At first glance this seems like a good idea, but the maintenance mode page suggested is very terse. Instead, of using something so simple I would gloss over the fact that the site is “down” or in maintenance mode and, as with one’s missing page 404 error page, I think it would be a good idea to create a static page that would include a stack of useful information, links, and some graphics like the site logo, that will guide visitors to your RSS feed or other flagship website content on static pages that don’t rely on your blog not being in maintenance mode.

I described a similar technique that can be used to replace your server not found error page, so that when your site really goes down, rather than you putting it into maintenance mode, visitors are left, not with a standard Wordpress error, but a nice informative page pointing them to your newsfeed, other sites, etc.

I think it’s important to display a standard error message somewhere on the page, but not to specifically tell casual or first-time visitors who hit your site at a bad time that they are seeing anything but a fully operational site. Most people don’t care about the inner workings of your blog or website. No, they probably don’t even care about your site, they just want the information they need, there and then.

If you do not present them with something useful right now, they are very unlikely to check back later to see whether you’ve fixed your site and can solve their problem hours later. They will simply move on to another site.

4 responses so far ↓

  • Kim Woodbridge // Oct 27, 2008 at 9:40 pm

    Hi David,

    You can customize the text that is displayed with the maintenance mode plugin page in the settings. It does, however, have to be html. So, you could put your logo, feed links and other useful information.

    Do you think many WordPress users have static pages with useful content? I know that you do but I don’t think that is the case for most users.

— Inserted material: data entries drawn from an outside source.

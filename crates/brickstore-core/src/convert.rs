//! Reading converters for database values
//!
//! Large text columns (CLOBs) are not returned inline; the store hands out a
//! [`Clob`] handle and a registered [`ClobConverter`] turns it into a field
//! value.

use std::sync::Arc;

use crate::errors::{BrickstoreError, ExError, ExErrorKind, Result};

/// Handle to a large character object
///
/// Positions and lengths count characters, and positions are 1-indexed.
pub trait Clob {
    /// Number of characters in the value
    fn length(&self) -> Result<u64>;

    /// `len` characters starting at 1-indexed `pos`
    fn sub_string(&self, pos: u64, len: u32) -> Result<String>;
}

/// Converts a [`Clob`] into an in-memory string
pub trait ClobConverter: Send + Sync {
    fn convert(&self, clob: &dyn Clob) -> Result<String>;
}

pub const CLOB_CONVERSION_FAILED: &str = "Failed to convert CLOB to String.";

/// Reads the whole CLOB in one range
///
/// Zero length yields `""` without reading. Any failure, including a length
/// that does not fit a single range read, is a terminal `Conversion` error
/// wrapping the cause.
#[derive(Debug, Clone, Copy, Default)]
pub struct ClobToStringConverter;

impl ClobToStringConverter {
    fn read(clob: &dyn Clob) -> Result<String> {
        let length = clob.length()?;
        if length == 0 {
            return Ok(String::new());
        }

        let len = u32::try_from(length).map_err(|_| {
            ExError::new(ExErrorKind::InvalidInput)
                .with_op("clob_length")
                .with_message(format!("CLOB length {} exceeds a single read", length))
        })?;

        clob.sub_string(1, len)
    }
}

impl ClobConverter for ClobToStringConverter {
    fn convert(&self, clob: &dyn Clob) -> Result<String> {
        Self::read(clob).map_err(|cause| {
            ExError::new(ExErrorKind::Conversion)
                .with_op("convert_clob")
                .with_message(CLOB_CONVERSION_FAILED)
                .with_source(cause)
        })
    }
}

/// Converters registered for the mapping layer
#[derive(Clone, Default)]
pub struct CustomConversions {
    clob: Option<Arc<dyn ClobConverter>>,
}

impl CustomConversions {
    pub fn new() -> Self {
        Self::default()
    }

    /// Register the converter used for CLOB columns, replacing any previous one
    pub fn add_clob_converter(&mut self, converter: Arc<dyn ClobConverter>) {
        self.clob = Some(converter);
    }

    pub fn has_clob_converter(&self) -> bool {
        self.clob.is_some()
    }

    /// Read `clob` (stored in `column`) through the registered converter
    pub fn read_clob(&self, column: &str, clob: &dyn Clob) -> Result<String> {
        match &self.clob {
            Some(converter) => converter.convert(clob),
            None => Err(BrickstoreError::MissingClobConverter {
                column: column.to_string(),
            }
            .into()),
        }
    }
}

impl std::fmt::Debug for CustomConversions {
    fn fmt(&self, f: &mut std::fmt::Formatter<'_>) -> std::fmt::Result {
        f.debug_struct("CustomConversions")
            .field("clob", &self.clob.is_some())
            .finish()
    }
}

/// Hook for adding converters to a [`CustomConversions`] registry
pub trait ConversionCustomizer: Send + Sync {
    fn customize(&self, conversions: &mut CustomConversions);
}

impl<F> ConversionCustomizer for F
where
    F: Fn(&mut CustomConversions) + Send + Sync,
{
    fn customize(&self, conversions: &mut CustomConversions) {
        self(conversions)
    }
}
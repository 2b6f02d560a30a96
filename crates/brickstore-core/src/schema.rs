//! Canonical schema constants for structured logging
//!
//! The `log_op_*!` macros write these keys; [`crate::logging_facility::TestCapture`]
//! and the logging tests read them back by the same names.

// Canonical field keys for structured logging
pub const FIELD_COMPONENT: &str = "component";
pub const FIELD_OP: &str = "op";
pub const FIELD_EVENT: &str = "event";
pub const FIELD_DURATION_MS: &str = "duration_ms";

// Entity identifiers
pub const FIELD_LEGO_SET_ID: &str = "lego_set_id";

// Error fields
pub const FIELD_ERR_KIND: &str = "err_kind";
pub const FIELD_ERR_CODE: &str = "err_code";

// Canonical event names
pub const EVENT_START: &str = "start";
pub const EVENT_END: &str = "end";
pub const EVENT_END_ERROR: &str = "end_error";
use crate::error::{MarkovError, Result};

/// Default bound on generation attempts.
pub const DEFAULT_MAX_ATTEMPTS: usize = 100_000;

/// Default number of distinct sentences to produce.
pub const DEFAULT_TARGET_COUNT: usize = 10;

/// Parameters shared by ingestion and generation.
///
/// # Responsibilities
/// - Track the state size (`tuple_len`) and the shortest usable sentence
/// - Track the generation budget (`max_attempts`) and quota (`target_count`)
///
/// # Invariants
/// - `tuple_len >= 1`
/// - `min_sentence_len >= tuple_len + 1`
/// - `max_attempts >= 1` and `target_count >= 1`
#[derive(Clone, Debug, PartialEq)]
pub struct GenerationConfig {
	/// Number of tokens defining a Markov state.
	tuple_len: usize,

	/// Sentences with fewer tokens are ignored during ingestion.
	min_sentence_len: usize,

	/// Upper bound on generation attempts, duplicates included.
	max_attempts: usize,

	/// Number of distinct sentences to stop at.
	target_count: usize,
}

impl Default for GenerationConfig {
	fn default() -> Self {
		Self {
			tuple_len: 2,
			min_sentence_len: 3,
			max_attempts: DEFAULT_MAX_ATTEMPTS,
			target_count: DEFAULT_TARGET_COUNT,
		}
	}
}

impl GenerationConfig {
	/// Creates a configuration for states of `tuple_len` tokens.
	///
	/// `min_sentence_len` defaults to `tuple_len + 1`.
	///
	/// # Errors
	/// Returns an error if `tuple_len < 1`.
	pub fn new(tuple_len: usize) -> Result<Self> {
		if tuple_len < 1 {
			return Err(MarkovError::InvalidConfig("tuple length must be >= 1".to_owned()));
		}
		Ok(Self { tuple_len, min_sentence_len: tuple_len + 1, ..Self::default() })
	}

	pub fn tuple_len(&self) -> usize {
		self.tuple_len
	}

	pub fn min_sentence_len(&self) -> usize {
		self.min_sentence_len
	}

	pub fn max_attempts(&self) -> usize {
		self.max_attempts
	}

	pub fn target_count(&self) -> usize {
		self.target_count
	}

	/// Sets the shortest sentence kept for training.
	///
	/// Values below `tuple_len + 1` are raised to it: a shorter sentence
	/// cannot produce a single transition.
	pub fn set_min_sentence_len(&mut self, min_sentence_len: usize) {
		self.min_sentence_len = min_sentence_len.max(self.tuple_len + 1);
	}

	/// Sets the attempt budget.
	///
	/// # Errors
	/// Returns an error if `max_attempts` is 0.
	pub fn set_max_attempts(&mut self, max_attempts: usize) -> Result<()> {
		if max_attempts < 1 {
			return Err(MarkovError::InvalidConfig("max attempts must be >= 1".to_owned()));
		}
		self.max_attempts = max_attempts;
		Ok(())
	}

	/// Sets the number of distinct sentences to generate.
	///
	/// # Errors
	/// Returns an error if `target_count` is 0.
	pub fn set_target_count(&mut self, target_count: usize) -> Result<()> {
		if target_count < 1 {
			return Err(MarkovError::InvalidConfig("target count must be >= 1".to_owned()));
		}
		self.target_count = target_count;
		Ok(())
	}
}
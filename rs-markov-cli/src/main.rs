//! Command-line front end: trains a token Markov chain on a text file and
//! prints a handful of generated sentences.

use std::path::PathBuf;
use std::process::ExitCode;

use clap::Parser;
use log::info;
use rand::rngs::SmallRng;
use rand::{Rng, SeedableRng};

use rs_markov_core::io::read_text;
use rs_markov_core::model::generation_config::{DEFAULT_MAX_ATTEMPTS, DEFAULT_TARGET_COUNT};
use rs_markov_core::{
    Corpus, GenerationConfig, PunctuationTokenizer, Report, SentenceGenerator, render_display,
};

/// Generate novel sentences from a Markov chain over the tokens of a text.
#[derive(Parser, Debug)]
#[command(version, about)]
struct Args {
    /// Plain text source (UTF-8).
    input: PathBuf,

    /// Number of sequential tokens defining a Markov state.
    tuple_len: usize,

    /// Minimum sentence length to consider (default: tuple_len + 1).
    min_sentence: Option<usize>,

    /// Maximum attempts to create a new sentence before stopping.
    #[arg(long, default_value_t = DEFAULT_MAX_ATTEMPTS)]
    max_attempts: usize,

    /// Number of distinct sentences to generate.
    #[arg(long, default_value_t = DEFAULT_TARGET_COUNT)]
    count: usize,

    /// PRNG seed for reproducible output.
    #[arg(long)]
    seed: Option<u64>,

    /// Print the report as JSON.
    #[arg(long)]
    json: bool,

    /// Increase log verbosity (-v info, -vv debug). RUST_LOG overrides.
    #[arg(short, long, action = clap::ArgAction::Count)]
    verbose: u8,
}

fn main() -> ExitCode {
    let args = Args::parse();
    init_logging(args.verbose);

    match run(&args) {
        Ok(()) => ExitCode::SUCCESS,
        Err(e) => {
            eprintln!("Error: {e}");
            ExitCode::FAILURE
        }
    }
}

fn init_logging(verbose: u8) {
    let level = match verbose {
        0 => "warn",
        1 => "info",
        _ => "debug",
    };
    env_logger::Builder::from_env(env_logger::Env::default().default_filter_or(level)).init();
}

fn run(args: &Args) -> Result<(), Box<dyn std::error::Error>> {
    let mut config = GenerationConfig::new(args.tuple_len)?;
    if let Some(min_sentence) = args.min_sentence {
        config.set_min_sentence_len(min_sentence);
    }
    config.set_max_attempts(args.max_attempts)?;
    config.set_target_count(args.count)?;

    let text = read_text(&args.input)
        .map_err(|e| format!("cannot read {}: {e}", args.input.display()))?;
    let corpus = Corpus::from_text(&config, &PunctuationTokenizer, &text)?;

    // Without an explicit seed, draw one so the run can still be replayed
    let seed = args.seed.unwrap_or_else(|| rand::rng().random());
    info!("Random seed: {seed}");
    let mut rng = SmallRng::seed_from_u64(seed);

    let generation = SentenceGenerator::new(&corpus, &config).run(&mut rng)?;
    let report = Report::new(&corpus, &config, &generation, render_display)?;

    if args.json {
        println!("{}", serde_json::to_string_pretty(&report)?);
    } else {
        print_report(&report);
    }

    Ok(())
}

fn print_report(report: &Report) {
    let lengths = &report.lengths;

    println!();
    println!("{} unique tokens.", report.unique_tokens);
    println!(
        "{} viable sentences; min. length {}, max. {}, mean {:.1}, median {:.1}, stdev {:.1}",
        lengths.count, lengths.min, lengths.max, lengths.mean, lengths.median, lengths.stdev
    );
    println!("{} transitions.", report.transitions);
    println!("{} start tuples ({} with more than one transition).", report.start_states, report.good_start_states);
    println!("{} end tokens.", report.end_tokens);
    println!();

    println!("Seed: \"{}\" (max_attempts = {}):", report.seed, report.max_attempts);
    println!();

    for entry in &report.results {
        let tag = if entry.abnormal { '*' } else { ' ' };
        println!("{} {} \"{}\"", entry.rank, tag, entry.sentence);
        println!();
    }

    if report.results.len() < report.target_count {
        println!(
            "Only {} of {} sentences found after {} attempts.",
            report.results.len(),
            report.target_count,
            report.attempts
        );
    }
}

  • David Bradley // Oct 28, 2008 at 10:46 am

    I think on the whole, most bloggers use default settings. I doubt there are that many who mod anything. It’s much easier not to. They may be missing out on some features, but in general unless you’re keen to spend hours hacking your site up for little actual benefit most people would see little point.

  • Kim Woodbridge // Oct 28, 2008 at 3:07 pm

    If they use default settings then they aren’t going to create custom 404 pages either, right?